# `Jido.Observe`
[🔗](https://github.com/agentjido/jido/blob/v2.3.0/lib/jido/observe.ex#L1)

Unified observability facade for Jido agents.

Wraps `:telemetry` and tracer callbacks with a simple API for observing agent
execution, action invocations, and workflow iterations.

## Features

- Automatic telemetry event emission (start/stop/exception)
- Duration measurement for all spans (nanoseconds)
- Automatic correlation ID enrichment from `Jido.Tracing.Context`
- Pluggable tracer callbacks via `Jido.Observe.Tracer`
- Threshold-based logging compatibility via `Jido.Observe.Log`

## Correlation Tracing Integration

When `Jido.Tracing.Context` has an active trace context (set via signal processing),
all spans automatically include correlation metadata:

- `:jido_trace_id` - shared trace identifier across the call chain
- `:jido_span_id` - unique span identifier for the current signal
- `:jido_parent_span_id` - parent span that triggered this signal
- `:jido_causation_id` - signal ID that caused this signal

This connects timed telemetry spans with signal causation tracking automatically.

## Configuration

    config :jido, :observability,
      log_level: :info,
      tracer: Jido.Observe.NoopTracer,
      tracer_failure_mode: :warn

`:tracer_failure_mode` controls tracer callback errors:

- `:warn` (default) isolates tracer failures and logs warnings
- `:strict` raises immediately on tracer callback failures

## Usage

### Synchronous work

    Jido.Observe.with_span([:jido, :agent, :action, :run], %{agent_id: id, action: "my_action"}, fn ->
      # Your code here
      {:ok, result}
    end)

If the configured tracer implements optional `with_span_scope/3`, `with_span/3`
uses that callback for sync span scoping. Adapter contract for `with_span_scope/3`:

- Call the provided function in the caller process
- Call the provided function exactly once
- Preserve the function return value
- Preserve exception/throw/exit semantics

### Asynchronous work (Tasks)

    span_ctx = Jido.Observe.start_span([:jido, :agent, :async, :request], %{agent_id: id})

    Task.start(fn ->
      try do
        result = do_async_work()
        Jido.Observe.finish_span(span_ctx, %{result_size: byte_size(result)})
        result
      rescue
        e ->
          Jido.Observe.finish_span_error(span_ctx, :error, e, __STACKTRACE__)
          reraise e, __STACKTRACE__
      end
    end)

Async lifecycle spans remain explicit and context-neutral by default.
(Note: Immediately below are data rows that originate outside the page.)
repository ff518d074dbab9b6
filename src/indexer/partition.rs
use crate::error::{PipelineError, PipelineResult};
use crate::indexer::types::BlockRange;

/// Split `[from_block, to_block]` into ascending, gap-free ranges of at most
/// `max_span` blocks each.
pub fn partition(from_block: u64, to_block: u64, max_span: u64) -> PipelineResult<Vec<BlockRange>> {
    if from_block > to_block || max_span < 1 {
        return Err(PipelineError::InvalidRange {
            from: from_block,
            to: to_block,
            max_span,
        });
    }

    let total = to_block - from_block + 1;
    let mut ranges = Vec::with_capacity(total.div_ceil(max_span) as usize);
    let mut start = from_block;

    loop {
        // `max_span - 1` keeps the block count at `max_span` without overflowing near u64::MAX
        let end = start.saturating_add(max_span - 1).min(to_block);
        ranges.push(BlockRange { from: start, to: end });
        if end == to_block {
            break;
        }
        start = end + 1;
    }

    Ok(ranges)
}

/// First block of the trailing window ending at `current_block`, clamped at genesis.
pub fn window_start(current_block: u64, blocks_per_day: u64, window_days: u64) -> u64 {
    current_block.saturating_sub(blocks_per_day.saturating_mul(window_days))
}
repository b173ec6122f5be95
//! Connectivity and schema verification probe for Supabase projects.
//!
//! Checks that a client can be built, that a user session resolves to an
//! identity, that the profile procedure and tables exist, and creates the
//! per-user profile and admin records when they are absent.

pub mod config;
pub mod domain;
pub mod infrastructure;
pub mod utils;
use std::io::IsTerminal;
use tracing_subscriber::{layer::SubscriberExt, util::SubscriberInitExt, EnvFilter};

/// Number of leading key characters shown before masking
const VISIBLE_SECRET_CHARS: usize = 20;

/// Initialize the tracing subscriber, honouring RUST_LOG (default `info`).
///
/// Logs go to stderr; stdout is reserved for the `--json` report.
pub fn init_logger() {
    tracing_subscriber::registry()
        .with(EnvFilter::new(
            std::env::var("RUST_LOG").unwrap_or_else(|_| "info".into()),
        ))
        .with(
            tracing_subscriber::fmt::layer()
                .with_target(false)
                .with_ansi(std::io::stderr().is_terminal())
                .with_writer(std::io::stderr),
        )
        .init();
}

/// Shows the start of a secret and hides the rest
pub fn mask_secret(secret: &str) -> String {
    if secret.chars().count() > VISIBLE_SECRET_CHARS {
        let visible: String = secret.chars().take(VISIBLE_SECRET_CHARS).collect();
        format!("{}...", visible)
    } else {
        secret.to_string()
    }
}
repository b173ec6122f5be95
pub mod models;
pub mod services;
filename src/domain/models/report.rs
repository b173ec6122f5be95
use chrono::{DateTime, Utc};
use serde::Serialize;
use serde_json::Value;
use tracing::{error, info, warn};

/// Checks performed by the prober, in the order they can appear
#[derive(Debug, Clone, Copy, PartialEq, Eq, Serialize)]
#[serde(rename_all = "snake_case")]
pub enum ProbeStep {
    ClientHandle,
    Identity,
    RemoteProcedure,
    TableExistence,
    ProfileLookup,
    AdminLookup,
    ProfileCreation,
    AdminCreation,
    Completion,
}

impl ProbeStep {
    pub fn label(&self) -> &'static str {
        match self {
            ProbeStep::ClientHandle => "client",
            ProbeStep::Identity => "identity",
            ProbeStep::RemoteProcedure => "remote procedure",
            ProbeStep::TableExistence => "table existence",
            ProbeStep::ProfileLookup => "profile lookup",
            ProbeStep::AdminLookup => "admin lookup",
            ProbeStep::ProfileCreation => "profile creation",
            ProbeStep::AdminCreation => "admin creation",
            ProbeStep::Completion => "completion",
        }
    }
}

#[derive(Debug, Clone, Copy, PartialEq, Eq, Serialize)]
#[serde(rename_all = "snake_case")]
pub enum StepStatus {
    Pass,
    Advisory,
    Fail,
    Skipped,
}

/// Why a step did not pass
#[derive(Debug, Clone, Copy, PartialEq, Eq, Serialize)]
#[serde(rename_all = "snake_case")]
pub enum FailureKind {
    ClientUnavailable,
    NotAuthenticated,
    ProcedureMissing,
    RelationMissing,
    RemoteError,
    Unexpected,
}

impl FailureKind {
    pub fn as_str(&self) -> &'static str {
        match self {
            FailureKind::ClientUnavailable => "client_unavailable",
            FailureKind::NotAuthenticated => "not_authenticated",
            FailureKind::ProcedureMissing => "procedure_missing",
            FailureKind::RelationMissing => "relation_missing",
            FailureKind::RemoteError => "remote_error",
            FailureKind::Unexpected => "unexpected",
        }
    }
}

impl std::fmt::Display for FailureKind {
    fn fmt(&self, f: &mut std::fmt::Formatter<'_>) -> std::fmt::Result {
        f.write_str(self.as_str())
    }
}

/// Outcome of a single probe step
#[derive(Debug, Clone, PartialEq, Serialize)]
pub struct StepReport {
    pub step: ProbeStep,
    pub status: StepStatus,
    #[serde(skip_serializing_if = "Option::is_none")]
    pub kind: Option<FailureKind>,
    pub message: String,
    #[serde(skip_serializing_if = "Vec::is_empty")]
    pub hints: Vec<String>,
    #[serde(skip_serializing_if = "Option::is_none")]
    pub data: Option<Value>,
}

impl StepReport {
    fn new(step: ProbeStep, status: StepStatus, message: impl Into<String>) -> Self {
        Self {
            step,
            status,
            kind: None,
            message: message.into(),
            hints: Vec::new(),
            data: None,
        }
    }

    pub fn pass(step: ProbeStep, message: impl Into<String>) -> Self {
        Self::new(step, StepStatus::Pass, message)
    }

    pub fn skipped(step: ProbeStep, message: impl Into<String>) -> Self {
        Self::new(step, StepStatus::Skipped, message)
    }

    /// A condition worth a warning that is not a failure
    pub fn advisory(step: ProbeStep, message: impl Into<String>) -> Self {
        Self::new(step, StepStatus::Advisory, message)
    }

    pub fn fail(step: ProbeStep, kind: FailureKind, message: impl Into<String>) -> Self {
        let mut report = Self::new(step, StepStatus::Fail, message);
        report.kind = Some(kind);
        report
    }

    pub fn with_data(mut self, data: Value) -> Self {
        self.data = Some(data);
        self
    }

    pub fn with_hints<I, S>(mut self, hints: I) -> Self
    where
        I: IntoIterator<Item = S>,
        S: Into<String>,
    {
        self.hints.extend(hints.into_iter().map(Into::into));
        self
    }

    fn log(&self) {
        let step = self.step.label();
        match self.status {
            StepStatus::Pass => match &self.data {
                Some(data) => info!(step, "✅ {}: {}", self.message, data),
                None => info!(step, "✅ {}", self.message),
            },
            StepStatus::Advisory => warn!(step, "⚠️ {}", self.message),
            StepStatus::Skipped => info!(step, "⏭️ {}", self.message),
            StepStatus::Fail => match self.kind {
                Some(kind) => error!(step, kind = %kind, "❌ {}", self.message),
                None => error!(step, "❌ {}", self.message),
            },
        }
        for hint in &self.hints {
            info!(step, "💡 {}", hint);
        }
    }
}

/// Pass/fail/advisory per step for one probe run
#[derive(Debug, Clone, Serialize)]
pub struct ProbeReport {
    pub sequence: String,
    pub started_at: DateTime<Utc>,
    pub finished_at: Option<DateTime<Utc>>,
    pub completed: bool,
    pub steps: Vec<StepReport>,
}

impl ProbeReport {
    pub fn new(sequence: impl Into<String>) -> Self {
        Self {
            sequence: sequence.into(),
            started_at: Utc::now(),
            finished_at: None,
            completed: false,
            steps: Vec::new(),
        }
    }

    /// Logs the step and appends it to the report
    pub fn record(&mut self, step: StepReport) {
        step.log();
        if step.step == ProbeStep::Completion {
            self.completed = true;
        }
        self.steps.push(step);
    }

    pub fn finish(mut self) -> Self {
        self.finished_at = Some(Utc::now());
        self
    }

    pub fn step(&self, step: ProbeStep) -> Option<&StepReport> {
        self.steps.iter().find(|report| report.step == step)
    }

    pub fn count(&self, status: StepStatus) -> usize {
        self.steps
            .iter()
            .filter(|report| report.status == status)
            .count()
    }

    pub fn has_failures(&self) -> bool {
        self.count(StepStatus::Fail) > 0
    }
}

#[cfg(test)]
mod tests {
    use super::*;
    use serde_json::json;

    #[test]
    fn completion_marks_report_completed() {
        let mut report = ProbeReport::new("connection");
        report.record(StepReport::pass(ProbeStep::ClientHandle, "Supabase client found"));
        assert!(!report.completed);

        report.record(StepReport::pass(ProbeStep::Completion, "done"));
        let report = report.finish();
        assert!(report.completed);
        assert!(report.finished_at.is_some());
        assert_eq!(report.count(StepStatus::Pass), 2);
        assert!(!report.has_failures());
    }

    #[test]
    fn failure_kind_displays_without_option_wrapper() {
        let step = StepReport::fail(ProbeStep::ClientHandle, FailureKind::ClientUnavailable, "missing");
        let shown = step.kind.map(|kind| kind.to_string());
        assert_eq!(shown.as_deref(), Some("client_unavailable"));

        // The logged form matches the serialized form
        for kind in [FailureKind::NotAuthenticated, FailureKind::RelationMissing, FailureKind::Unexpected] {
            assert_eq!(serde_json::to_value(kind).unwrap(), json!(kind.to_string()));
        }
    }

    #[test]
    fn serializes_kind_and_hints() {
        let step = StepReport::fail(ProbeStep::RemoteProcedure, FailureKind::ProcedureMissing, "missing")
            .with_hints(["Run the SQL script"]);
        let value = serde_json::to_value(&step).unwrap();
        assert_eq!(
            value,
            json!({
                "step": "remote_procedure",
                "status": "fail",
                "kind": "procedure_missing",
                "message": "missing",
                "hints": ["Run the SQL script"]
            })
        );
    }
}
Process-local
tracing context is not implicitly attached across process boundaries.

## Telemetry Events

All spans emit standard telemetry events:

- `event_prefix ++ [:start]` - emitted when span starts
- `event_prefix ++ [:stop]` - emitted on successful completion
- `event_prefix ++ [:exception]` - emitted on error

Measurements include:
- `:system_time` - start timestamp (nanoseconds)
- `:duration` - elapsed time (nanoseconds, on stop/exception)
- Any additional measurements passed to `finish_span/2`

## Metadata Best Practices

Metadata should be small, identifying data (IDs, step numbers, model names), not full
prompts/responses. For large payloads, include derived measurements (`prompt_tokens`,
`prompt_size_bytes`) rather than the raw content.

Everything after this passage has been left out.